A.— Posséder une réalité. Synon. être au sens fort.
1. PHILOS. Surgir du néant ou avoir une cause (par exemple Dieu) :
• 1. Parfois on fait signifier au mot exister la même chose qu'au mot être, et parfois au mot être la même chose qu'au mot exister. Le mot exister signifie par lui-même qu'une chose a une consistance à partir de, c'est-à-dire à partir d'autre chose. Il s'agira de savoir à partir de quoi ce qui existe a son existence : à partir du néant, comme le pense Heidegger, à partir de causes, comme le pensaient les scolastiques.
J. WAHL, Traité de métaphysique, Paris, Payot, 1968, pp. 547-548.
— En partic., PHÉNOMÉNOLOGIE et EXISTENTIALISME. Être, sur le mode de la conscience individuelle et particulière, libre et situé dans le monde :
• 2. ... l'homme n'est rien d'autre que son projet, il n'existe que dans la mesure où il se réalise, il n'est donc rien d'autre que l'ensemble de ses actes, rien d'autre que sa vie.

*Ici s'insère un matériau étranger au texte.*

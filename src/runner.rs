//! External command execution
//!
//! Packaging, upload and documentation tools stay external processes. Stages
//! describe them as [`CommandSpec`] values and hand them to a [`CommandRunner`],
//! so the pipeline can run against a recording runner in tests.

use crate::error::{ReleaseError, Result};
use std::path::{Path, PathBuf};
use std::process::Command;
use std::sync::Mutex;

/// A fully described subprocess invocation
#[derive(Debug, Clone, PartialEq)]
pub struct CommandSpec {
    pub program: String,
    pub args: Vec<String>,
    pub cwd: PathBuf,
    pub env: Vec<(String, String)>,
}

impl CommandSpec {
    pub fn new(program: impl Into<String>, cwd: impl Into<PathBuf>) -> Self {
        CommandSpec {
            program: program.into(),
            args: Vec::new(),
            cwd: cwd.into(),
            env: Vec::new(),
        }
    }

    /// Build from a configured argv; the first element is the program.
    pub fn from_argv(argv: &[String], cwd: impl Into<PathBuf>) -> Result<Self> {
        let (program, args) = argv
            .split_first()
            .ok_or_else(|| ReleaseError::config("command must not be empty"))?;
        Ok(CommandSpec::new(program.clone(), cwd).args(args.iter().cloned()))
    }

    pub fn arg(mut self, arg: impl Into<String>) -> Self {
        self.args.push(arg.into());
        self
    }

    pub fn args<I, S>(mut self, args: I) -> Self
    where
        I: IntoIterator<Item = S>,
        S: Into<String>,
    {
        self.args.extend(args.into_iter().map(Into::into));
        self
    }

    pub fn env(mut self, key: impl Into<String>, value: impl Into<String>) -> Self {
        self.env.push((key.into(), value.into()));
        self
    }

    pub fn envs(mut self, vars: &[(String, String)]) -> Self {
        self.env.extend(vars.iter().cloned());
        self
    }

    /// Program and arguments joined for display. Environment is never shown.
    pub fn display(&self) -> String {
        std::iter::once(self.program.as_str())
            .chain(self.args.iter().map(String::as_str))
            .collect::<Vec<_>>()
            .join(" ")
    }

    pub fn env_value(&self, key: &str) -> Option<&str> {
        self.env
            .iter()
            .rev()
            .find(|(k, _)| k == key)
            .map(|(_, v)| v.as_str())
    }
}

#[derive(Debug, Clone, Default, PartialEq)]
pub struct CommandOutput {
    pub stdout: String,
    pub stderr: String,
}

/// Runs external commands. Nonzero exit is an error.
pub trait CommandRunner: Send + Sync {
    fn run(&self, spec: &CommandSpec) -> Result<CommandOutput>;
}

/// Runs commands as real child processes
#[derive(Debug, Default, Clone, Copy)]
pub struct SystemRunner;

impl CommandRunner for SystemRunner {
    fn run(&self, spec: &CommandSpec) -> Result<CommandOutput> {
        tracing::debug!(command = %spec.display(), cwd = %spec.cwd.display(), "running");

        let mut cmd = Command::new(&spec.program);
        cmd.args(&spec.args).current_dir(&spec.cwd);
        for (key, value) in &spec.env {
            cmd.env(key, value);
        }

        let output = cmd.output().map_err(|e| ReleaseError::Command {
            command: spec.display(),
            code: -1,
            stderr: e.to_string(),
        })?;

        let stdout = String::from_utf8_lossy(&output.stdout).into_owned();
        let stderr = String::from_utf8_lossy(&output.stderr).into_owned();

        if !output.status.success() {
            return Err(ReleaseError::Command {
                command: spec.display(),
                code: output.status.code().unwrap_or(-1),
                stderr: stderr.trim().to_string(),
            });
        }

        Ok(CommandOutput { stdout, stderr })
    }
}

type Effect = Box<dyn Fn(&CommandSpec) -> Result<()> + Send + Sync>;

/// Runner that records invocations instead of spawning processes.
///
/// Effects registered for a program run when it is invoked, which lets tests
/// simulate a build writing artifacts or a docs tool writing a site.
#[derive(Default)]
pub struct RecordingRunner {
    calls: Mutex<Vec<CommandSpec>>,
    effects: Vec<(String, Effect)>,
}

impl RecordingRunner {
    pub fn new() -> Self {
        Self::default()
    }

    /// Register an effect for invocations whose argv contains `marker`.
    pub fn on<F>(mut self, marker: impl Into<String>, effect: F) -> Self
    where
        F: Fn(&CommandSpec) -> Result<()> + Send + Sync + 'static,
    {
        self.effects.push((marker.into(), Box::new(effect)));
        self
    }

    pub fn calls(&self) -> Vec<CommandSpec> {
        self.calls.lock().map(|c| c.clone()).unwrap_or_default()
    }

    /// True when any recorded command line contains `needle`.
    pub fn ran(&self, needle: &str) -> bool {
        self.calls().iter().any(|c| c.display().contains(needle))
    }
}

impl CommandRunner for RecordingRunner {
    fn run(&self, spec: &CommandSpec) -> Result<CommandOutput> {
        if let Ok(mut calls) = self.calls.lock() {
            calls.push(spec.clone());
        }
        for (marker, effect) in &self.effects {
            if spec.program == *marker || spec.args.iter().any(|a| a == marker) {
                effect(spec)?;
            }
        }
        Ok(CommandOutput::default())
    }
}

/// Resolve `path` against `base` unless it is already absolute.
pub fn resolve(base: &Path, path: &Path) -> PathBuf {
    if path.is_absolute() {
        path.to_path_buf()
    } else {
        base.join(path)
    }
}

#[cfg(test)]
mod tests {
    use super::*;

    #[test]
    fn test_from_argv_splits_program() {
        let argv = vec!["python".to_string(), "-m".to_string(), "build".to_string()];
        let spec = CommandSpec::from_argv(&argv, "/tmp").unwrap();
        assert_eq!(spec.program, "python");
        assert_eq!(spec.args, vec!["-m", "build"]);
        assert_eq!(spec.display(), "python -m build");
    }

    #[test]
    fn test_from_empty_argv_fails() {
        assert!(CommandSpec::from_argv(&[], "/tmp").is_err());
    }

    #[test]
    fn test_display_hides_environment() {
        let spec = CommandSpec::new("twine", ".")
            .arg("upload")
            .env("TWINE_PASSWORD", "secret");
        assert!(!spec.display().contains("secret"));
        assert_eq!(spec.env_value("TWINE_PASSWORD"), Some("secret"));
    }

    #[test]
    fn test_env_value_prefers_last() {
        let spec = CommandSpec::new("x", ".").env("TZ", "UTC").env("TZ", "Europe/Stockholm");
        assert_eq!(spec.env_value("TZ"), Some("Europe/Stockholm"));
    }

    #[test]
    fn test_system_runner_reports_nonzero_exit() {
        let spec = CommandSpec::new("sh", std::env::temp_dir())
            .args(["-c", "echo broken >&2; exit 3"]);
        let err = SystemRunner.run(&spec).unwrap_err();
        match err {
            ReleaseError::Command { code, stderr, .. } => {
                assert_eq!(code, 3);
                assert_eq!(stderr, "broken");
            }
            other => panic!("unexpected error: {:?}", other),
        }
    }

    #[test]
    fn test_system_runner_passes_env() {
        let spec = CommandSpec::new("sh", std::env::temp_dir())
            .args(["-c", "printf %s \"$PYRELEASE_PROBE\""])
            .env("PYRELEASE_PROBE", "42");
        let output = SystemRunner.run(&spec).unwrap();
        assert_eq!(output.stdout, "42");
    }

    #[test]
    fn test_missing_program_is_command_error() {
        let spec = CommandSpec::new("/nonexistent/pyrelease-tool", std::env::temp_dir());
        assert!(matches!(
            SystemRunner.run(&spec),
            Err(ReleaseError::Command { code: -1, .. })
        ));
    }

    #[test]
    fn test_recording_runner_runs_effects() {
        let runner = RecordingRunner::new().on("build", |spec| {
            assert_eq!(spec.program, "python");
            Ok(())
        });
        let spec = CommandSpec::new("python", ".").args(["-m", "build"]);
        runner.run(&spec).unwrap();
        assert!(runner.ran("python -m build"));
        assert_eq!(runner.calls().len(), 1);
    }

    #[test]
    fn test_resolve_relative_and_absolute() {
        assert_eq!(resolve(Path::new("/repo"), Path::new("dist")), PathBuf::from("/repo/dist"));
        assert_eq!(resolve(Path::new("/repo"), Path::new("/abs")), PathBuf::from("/abs"));
    }
}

SARTRE, Existent., 1946, p. 55.
♦ Rare, constr. trans. Exister qqc. Faire, être quelque chose en en prenant conscience. J'existe mon corps : telle est sa première dimension d'être (SARTRE, Être et Néant, 1943, p. 418).
2. Cour. [Assorti de coordonnées (espace, temps) et de modalités précises] Être dans la réalité, au monde. L'absolu, le bonheur existent-ils ici-bas? Exister en imagination. L'intolérance des tolérants existe, de même que la rage des modérés (HUGO, Travaill. mer, 1866, p. 118). Ils [les positivistes] décrètent que le satanisme n'existe point (HUYSMANS, Là-bas, t. 1, 1891, p. 234) :
• 3. L'amour absolu n'existe pas plus que le parfait gouvernement, et l'opportunisme du cœur est la seule sagesse sentimentale.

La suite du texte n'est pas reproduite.